Kagan began at the Kollel shortly after his father’s passing. In the years that followed, the rabbi transformed the institution into a center for men’s and women’s classes, public lectures, advanced Talmudic studies and outreach programs.
Dr. Abby Mendelson, president of the Kollel, explained that through Kagan’s work, the Kollel now provides 26,000 person-hours of Torah learning each year.
In a letter to his board of directors, Kagan wrote, “After much deliberation, and many soul-searching discussions with my family, I have begun looking for a new position out of town.”
Kagan made the decision after the organization’s dinner last month, saying that he was ready for the next challenge.

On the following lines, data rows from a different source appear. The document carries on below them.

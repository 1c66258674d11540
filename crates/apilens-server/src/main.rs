//! apilens server binary.
//!
//! Loads process configuration, initializes tracing, and runs the MCP
//! server on the configured transport.

use apilens_core::ApilensConfig;
use apilens_mcp::McpServer;

#[tokio::main]
async fn main() -> anyhow::Result<()> {
    tracing_subscriber::fmt()
        .with_env_filter(
            tracing_subscriber::EnvFilter::try_from_default_env()
                .unwrap_or_else(|_| tracing_subscriber::EnvFilter::new("info")),
        )
        .init();

    let config = ApilensConfig::load()?;
    tracing::info!(
        max_tool_response_chars = config.limits.max_tool_response_chars,
        max_schema_chars = config.limits.max_schema_chars,
        "apilens configuration loaded"
    );

    let server = McpServer::new(config);
    server.run().await?;

    Ok(())
}
/// Render one component schema definition.
///
/// Object schemas list only required fields (`name: type!`); enum schemas
/// render their values; anything else falls back to the compact type.
fn format_schema(name: &str, schema: &Value) -> String {
    let is_object = schema.get("type").and_then(Value::as_str) == Some("object")
        || schema.get("properties").is_some();

    if is_object {
        let required: Vec<&str> = schema
            .get("required")
            .and_then(Value::as_array)
            .map(|list| list.iter().filter_map(Value::as_str).collect())
            .unwrap_or_default();

        let mut fields = Vec::new();
        if let Some(props) = schema.get("properties").and_then(Value::as_object) {
            for (field_name, field_schema) in props {
                if !required.contains(&field_name.as_str()) {
                    continue;
                }
                let field_type = CompactType::resolve(field_schema, field_name);
                fields.push(format!("{field_name}: {}!", field_type.render()));
            }
        }
        return format!("{name} {{ {} }}", fields.join(", "));
    }

    if let Some(values) = schema.get("enum").and_then(Value::as_array) {
        if !values.is_empty() {
            let rendered: Vec<String> = values.iter().map(plain_value).collect();
            return format!("{name}: enum({})", rendered.join(" | "));
        }
    }

    format!("{name}: {}", CompactType::resolve(schema, "").render())
}

/// Render a JSON value without string quoting, for enum members.
fn plain_value(value: &Value) -> String {
    match value {
        Value::String(s) => s.clone(),
        other => other.to_string(),
    }
}
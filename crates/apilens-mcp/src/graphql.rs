//! Read-only GraphQL execution gate.
//!
//! Mutations are blocked by a textual pre-filter before any network I/O: a
//! line whose trimmed start is the `mutation` keyword rejects the query.
//! This is a line-start heuristic, not a parse of the document: it can both
//! under- and over-block adversarially formatted text. Stronger guarantees
//! would require parsing the operation type.

use crate::sql::QueryResult;
use regex::Regex;
use serde_json::{json, Value};
use std::collections::HashMap;
use std::sync::OnceLock;
use std::time::Duration;

/// Matches a line beginning (after whitespace) with the `mutation` keyword.
fn mutation_pattern() -> &'static Regex {
    static PATTERN: OnceLock<Regex> = OnceLock::new();
    PATTERN.get_or_init(|| Regex::new(r"(?im)^\s*mutation\b").expect("valid literal regex"))
}

/// GraphQL execution gate.
#[derive(Debug, Clone)]
pub struct GraphQlGate {
    timeout: Duration,
}

impl GraphQlGate {
    /// Create a gate with the given outbound call timeout.
    pub fn new(timeout: Duration) -> Self {
        Self { timeout }
    }

    /// Execute a GraphQL query. Mutations are blocked (read-only mode).
    ///
    /// Every failure mode comes back as a `QueryResult` with `success:
    /// false`; nothing raises past this boundary.
    pub async fn execute(
        &self,
        query: &str,
        variables: Option<&Value>,
        endpoint: &str,
        headers: &HashMap<String, String>,
    ) -> QueryResult {
        if endpoint.is_empty() {
            return QueryResult::err("No endpoint provided");
        }

        if mutation_pattern().is_match(query) {
            return QueryResult::err("Mutations are not allowed (read-only mode)");
        }

        let mut payload = json!({ "query": query });
        if let Some(vars) = variables {
            if !vars.is_null() {
                payload["variables"] = vars.clone();
            }
        }

        match self.post(endpoint, &payload, headers).await {
            Ok(result) => result,
            Err(e) => {
                tracing::error!(endpoint, error = %e, "GraphQL error");
                QueryResult::err(e.to_string())
            }
        }
    }

    async fn post(
        &self,
        endpoint: &str,
        payload: &Value,
        headers: &HashMap<String, String>,
    ) -> anyhow::Result<QueryResult> {
        let client = reqwest::Client::builder().timeout(self.timeout).build()?;
        let mut request = client.post(endpoint).json(payload);
        for (name, value) in headers {
            request = request.header(name, value);
        }

        let response = request.send().await?;
        let status = response.status();
        if !status.is_success() {
            return Ok(QueryResult::err(format!("HTTP {}", status.as_u16())));
        }

        let body: Value = response.json().await?;
        if let Some(errors) = body.get("errors") {
            return Ok(QueryResult::err(errors.to_string()));
        }

        let data = body.get("data").cloned().unwrap_or_else(|| json!({}));
        Ok(QueryResult::ok_data(data))
    }
}

#[cfg(test)]
mod tests {
    use super::*;

    fn gate() -> GraphQlGate {
        GraphQlGate::new(Duration::from_secs(5))
    }

    #[tokio::test]
    async fn test_empty_endpoint_is_config_error() {
        let result = gate()
            .execute("query { viewer }", None, "", &HashMap::new())
            .await;
        assert!(!result.success);
        assert_eq!(result.error.unwrap(), "No endpoint provided");
    }

    #[tokio::test]
    async fn test_mutation_blocked_without_network() {
        // Endpoint is unreachable on purpose: the pre-filter must reject
        // before any I/O is attempted.
        let result = gate()
            .execute(
                "mutation { deleteUser(id: 1) }",
                None,
                "http://192.0.2.1/graphql",
                &HashMap::new(),
            )
            .await;
        assert!(!result.success);
        assert_eq!(result.error.unwrap(), "Mutations are not allowed (read-only mode)");
    }

    #[tokio::test]
    async fn test_mutation_on_later_line_blocked() {
        let query = "query { viewer }\n  MUTATION { dropEverything }";
        let result = gate()
            .execute(query, None, "http://192.0.2.1/graphql", &HashMap::new())
            .await;
        assert!(!result.success);
        assert_eq!(result.error.unwrap(), "Mutations are not allowed (read-only mode)");
    }

    #[test]
    fn test_mutation_pattern_edges() {
        let p = mutation_pattern();
        assert!(p.is_match("mutation M { x }"));
        assert!(p.is_match("   Mutation { x }"));
        assert!(p.is_match("query Q { a }\nmutation { b }"));
        // keyword must stand alone at line start
        assert!(!p.is_match("query mutationLog { entries }"));
        assert!(!p.is_match("query { mutations }"));
    }
}
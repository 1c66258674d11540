//! # apilens-core
//!
//! Shared configuration types for the apilens API bridge.
//!
//! Everything here is immutable, read-only process configuration established
//! at startup: context character budgets, remote call timeouts, and the MCP
//! transport settings. Per-request state (session headers, turn context)
//! lives in `apilens-mcp` and is never stored here.

pub mod config;

pub use config::{ApilensConfig, LimitsConfig, McpConfig, Transport};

“After analyzing our revenue streams, it is clear to me that the Kollel will remain viable without my presence,” he said.
To facilitate his leave, Kagan appointed a transition team of Mendelson, immediate past presidents Philip Milch, Dr. Robert Lebovits and Chuck Perlow and current treasurer Aron Pfeffer.
“We have a good team in place,” said Kagan, who added that much of the team’s work will occur after the Pesach holiday.
Along with the transition team, Rabbi Levi Langer, the institution’s dean, will work to ensure continuity.
Kagan realizes that his departure will prompt change, but he is optimistic about the institution’s future.
“There will be adjustments to be made,” he said, “but I’m leaving the institution healthy and viable, and they can go forward.”
Mendelson noted: “[Kagan] is a true builder. He will be succeeded, but he can never be replaced.”